You've styled the div to have a set width of 100px. At a reasonable font size, that's too much text to fit in 100px. Without doing anything, the default white-space value is normal, and the text will wrap. See the example below or follow along at home with the demo.

div {
  /* This is the default, you don't need to
     explicitly declare it unless overriding
     another declaration */
  white-space: normal; 
}

If you want to prevent the text from wrapping, you can apply white-space: nowrap;

Notice in HTML code example at the top of this article, there are actually two line breaks, one before the line of text and one after, which allow the text to be on it's own line (in the code). When the text renders in the browser, those line breaks appear as if they are stripped out. Also stripped out are the extra spaces one the line before the first letter. If we want to force the browser to display those line breaks and extra white space characters we can use white-space: pre;

It's called pre because the behavior is that as if you had wrapped the text in <pre></pre> tags (which by default handle white space and line breaks that way).
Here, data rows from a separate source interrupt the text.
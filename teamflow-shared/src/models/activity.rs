/// Activity ledger model and aggregate statistics
///
/// The ledger is append-only: rows are inserted by the periodic client
/// flush and never updated. Two event kinds exist, distinguished by a
/// tagged payload. Duplicate flushes are deduplicated through an optional
/// client-supplied event id, so at-least-once delivery does not inflate
/// the counters.
///
/// # Schema
///
/// ```sql
/// CREATE TYPE activity_kind AS ENUM ('user-activity', 'window-switch');
///
/// CREATE TABLE activity_logs (
///     id BIGSERIAL PRIMARY KEY,
///     user_id UUID NOT NULL REFERENCES users(id) ON DELETE CASCADE,
///     kind activity_kind NOT NULL,
///     recorded_at TIMESTAMPTZ NOT NULL,
///     payload JSONB NOT NULL,
///     client_event_id UUID UNIQUE
/// );
/// ```

use chrono::{DateTime, Utc};
use serde::{Deserialize, Serialize};
use sqlx::types::Json;
use sqlx::PgPool;
use uuid::Uuid;

/// The two recognized event kinds
#[derive(Debug, Clone, Copy, PartialEq, Eq, Serialize, Deserialize, sqlx::Type)]
#[sqlx(type_name = "activity_kind", rename_all = "kebab-case")]
#[serde(rename_all = "kebab-case")]
pub enum ActivityKind {
    /// Interaction counters accumulated between flushes
    UserActivity,

    /// Window/tab focus change, optionally flagged as an AI tool
    WindowSwitch,
}

impl ActivityKind {
    pub fn as_str(&self) -> &'static str {
        match self {
            ActivityKind::UserActivity => "user-activity",
            ActivityKind::WindowSwitch => "window-switch",
        }
    }
}

/// Tagged event payload
///
/// The `type` tag matches the wire format; deserialization rejects a
/// payload whose required fields are missing for its kind.
#[derive(Debug, Clone, PartialEq, Serialize, Deserialize)]
#[serde(tag = "type", rename_all = "kebab-case")]
pub enum ActivityPayload {
    /// Interaction counters
    UserActivity {
        #[serde(rename = "mouseClicks")]
        mouse_clicks: i64,

        #[serde(rename = "keyPresses")]
        key_presses: i64,

        #[serde(rename = "mouseMovements")]
        mouse_movements: i64,
    },

    /// Focus switch
    WindowSwitch {
        title: String,

        url: String,

        #[serde(rename = "isAiTool")]
        is_ai_tool: bool,
    },
}

impl ActivityPayload {
    /// The kind this payload belongs to
    pub fn kind(&self) -> ActivityKind {
        match self {
            ActivityPayload::UserActivity { .. } => ActivityKind::UserActivity,
            ActivityPayload::WindowSwitch { .. } => ActivityKind::WindowSwitch,
        }
    }

    /// Sum of the three interaction counters (zero for window switches)
    pub fn interaction_total(&self) -> i64 {
        match self {
            ActivityPayload::UserActivity {
                mouse_clicks,
                key_presses,
                mouse_movements,
            } => mouse_clicks + key_presses + mouse_movements,
            ActivityPayload::WindowSwitch { .. } => 0,
        }
    }

    /// Whether this is a window switch flagged as an AI tool
    pub fn is_ai_detection(&self) -> bool {
        matches!(
            self,
            ActivityPayload::WindowSwitch {
                is_ai_tool: true,
                ..
            }
        )
    }
}

/// One immutable ledger row
#[derive(Debug, Clone, Serialize, Deserialize, sqlx::FromRow)]
#[serde(rename_all = "camelCase")]
pub struct ActivityLog {
    /// Row id
    pub id: i64,

    /// User the event belongs to
    pub user_id: Uuid,

    /// Event kind, always consistent with the payload tag
    pub kind: ActivityKind,

    /// When the event happened (client clock)
    pub recorded_at: DateTime<Utc>,

    /// Kind-specific payload
    pub payload: Json<ActivityPayload>,

    /// Client-supplied id for idempotent ingestion
    pub client_event_id: Option<Uuid>,
}

/// Input for appending one ledger row
#[derive(Debug, Clone)]
pub struct RecordActivity {
    pub user_id: Uuid,
    pub recorded_at: DateTime<Utc>,
    pub payload: ActivityPayload,
    pub client_event_id: Option<Uuid>,
}

/// Summed interaction counters over an interval
#[derive(Debug, Clone, Default, Serialize, Deserialize, sqlx::FromRow)]
#[serde(rename_all = "camelCase")]
pub struct AggregateStats {
    pub mouse_clicks: i64,
    pub key_presses: i64,
    pub mouse_movements: i64,
}

impl AggregateStats {
    /// Total interaction count across the three counters
    pub fn total(&self) -> i64 {
        self.mouse_clicks + self.key_presses + self.mouse_movements
    }
}

/// Per-user counter sums, labeled with the user's email
#[derive(Debug, Clone, Serialize, Deserialize, sqlx::FromRow)]
#[serde(rename_all = "camelCase")]
pub struct PerUserStats {
    pub email: String,
    pub mouse_clicks: i64,
    pub key_presses: i64,
    pub mouse_movements: i64,
}

/// Computes the average interaction count per hour over a closed interval
///
/// Rounded to the nearest integer; a degenerate interval yields zero.
pub fn average_per_hour(total: i64, start: DateTime<Utc>, end: DateTime<Utc>) -> i64 {
    let seconds = (end - start).num_seconds();
    if seconds <= 0 {
        return 0;
    }
    let hours = seconds as f64 / 3600.0;
    (total as f64 / hours).round() as i64
}

const ACTIVITY_COLUMNS: &str = "id, user_id, kind, recorded_at, payload, client_event_id";

impl ActivityLog {
    /// Appends one row to the ledger
    ///
    /// A duplicate `client_event_id` is silently skipped.
    ///
    /// # Returns
    ///
    /// True when a row was inserted, false when deduplicated
    pub async fn append(pool: &PgPool, data: RecordActivity) -> Result<bool, sqlx::Error> {
        let result = sqlx::query(
            r#"
            INSERT INTO activity_logs (user_id, kind, recorded_at, payload, client_event_id)
            VALUES ($1, $2, $3, $4, $5)
            ON CONFLICT (client_event_id) DO NOTHING
            "#,
        )
        .bind(data.user_id)
        .bind(data.payload.kind())
        .bind(data.recorded_at)
        .bind(Json(&data.payload))
        .bind(data.client_event_id)
        .execute(pool)
        .await?;

        Ok(result.rows_affected() > 0)
    }

    /// Fetches all rows in a closed interval, oldest first
    ///
    /// Both event kinds are returned; `user_id` optionally narrows the
    /// scope to one user.
    pub async fn list_range(
        pool: &PgPool,
        start: DateTime<Utc>,
        end: DateTime<Utc>,
        user_id: Option<Uuid>,
    ) -> Result<Vec<Self>, sqlx::Error> {
        let mut query = format!(
            "SELECT {ACTIVITY_COLUMNS} FROM activity_logs \
             WHERE recorded_at >= $1 AND recorded_at <= $2",
        );
        if user_id.is_some() {
            query.push_str(" AND user_id = $3");
        }
        query.push_str(" ORDER BY recorded_at ASC, id ASC");

        let mut q = sqlx::query_as::<_, ActivityLog>(&query).bind(start).bind(end);
        if let Some(user_id) = user_id {
            q = q.bind(user_id);
        }

        let rows = q.fetch_all(pool).await?;

        Ok(rows)
    }

    /// Sums the interaction counters over a closed interval
    ///
    /// Only `user-activity` rows contribute. An interval with no matching
    /// rows yields all-zero sums, not an error.
    pub async fn aggregate_stats(
        pool: &PgPool,
        start: DateTime<Utc>,
        end: DateTime<Utc>,
        user_id: Option<Uuid>,
    ) -> Result<AggregateStats, sqlx::Error> {
        let mut query = String::from(
            "SELECT \
               COALESCE(SUM((payload->>'mouseClicks')::BIGINT), 0)::BIGINT AS mouse_clicks, \
               COALESCE(SUM((payload->>'keyPresses')::BIGINT), 0)::BIGINT AS key_presses, \
               COALESCE(SUM((payload->>'mouseMovements')::BIGINT), 0)::BIGINT AS mouse_movements \
             FROM activity_logs \
             WHERE kind = 'user-activity' AND recorded_at >= $1 AND recorded_at <= $2",
        );
        if user_id.is_some() {
            query.push_str(" AND user_id = $3");
        }

        let mut q = sqlx::query_as::<_, AggregateStats>(&query).bind(start).bind(end);
        if let Some(user_id) = user_id {
            q = q.bind(user_id);
        }

        let stats = q.fetch_one(pool).await?;

        Ok(stats)
    }

    /// Sums the interaction counters per user over a closed interval
    ///
    /// Grouped by user, labeled with the user's email, ordered by email.
    pub async fn per_user_stats(
        pool: &PgPool,
        start: DateTime<Utc>,
        end: DateTime<Utc>,
    ) -> Result<Vec<PerUserStats>, sqlx::Error> {
        let stats = sqlx::query_as::<_, PerUserStats>(
            r#"
            SELECT u.email,
                   COALESCE(SUM((l.payload->>'mouseClicks')::BIGINT), 0)::BIGINT AS mouse_clicks,
                   COALESCE(SUM((l.payload->>'keyPresses')::BIGINT), 0)::BIGINT AS key_presses,
                   COALESCE(SUM((l.payload->>'mouseMovements')::BIGINT), 0)::BIGINT AS mouse_movements
            FROM activity_logs l
            JOIN users u ON u.id = l.user_id
            WHERE l.kind = 'user-activity'
              AND l.recorded_at >= $1 AND l.recorded_at <= $2
            GROUP BY u.email
            ORDER BY u.email ASC
            "#,
        )
        .bind(start)
        .bind(end)
        .fetch_all(pool)
        .await?;

        Ok(stats)
    }
}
White space is honored exactly as it is in the HTML and the text does not wrap until a line break is present in the code. This is particularly useful when literally displaying code, which benefits aesthetically from some formatting (and some time is absolutely crucial, as in white space dependent languages!)

Perhaps you like how pre honors white space and breaks, but you need the text to wrap instead of potentially break out of it's parent container. That's what white-space: pre-wrap; is for:

Finally, white-space: pre-line; will break lines where they break in code, but extra white space is still stripped.

Interestingly, the final line break is not honored. As per the CSS 2.1 spec: "Lines are broken at preserved newline characters, and as necessary to fill line boxes." so perhaps that makes sense.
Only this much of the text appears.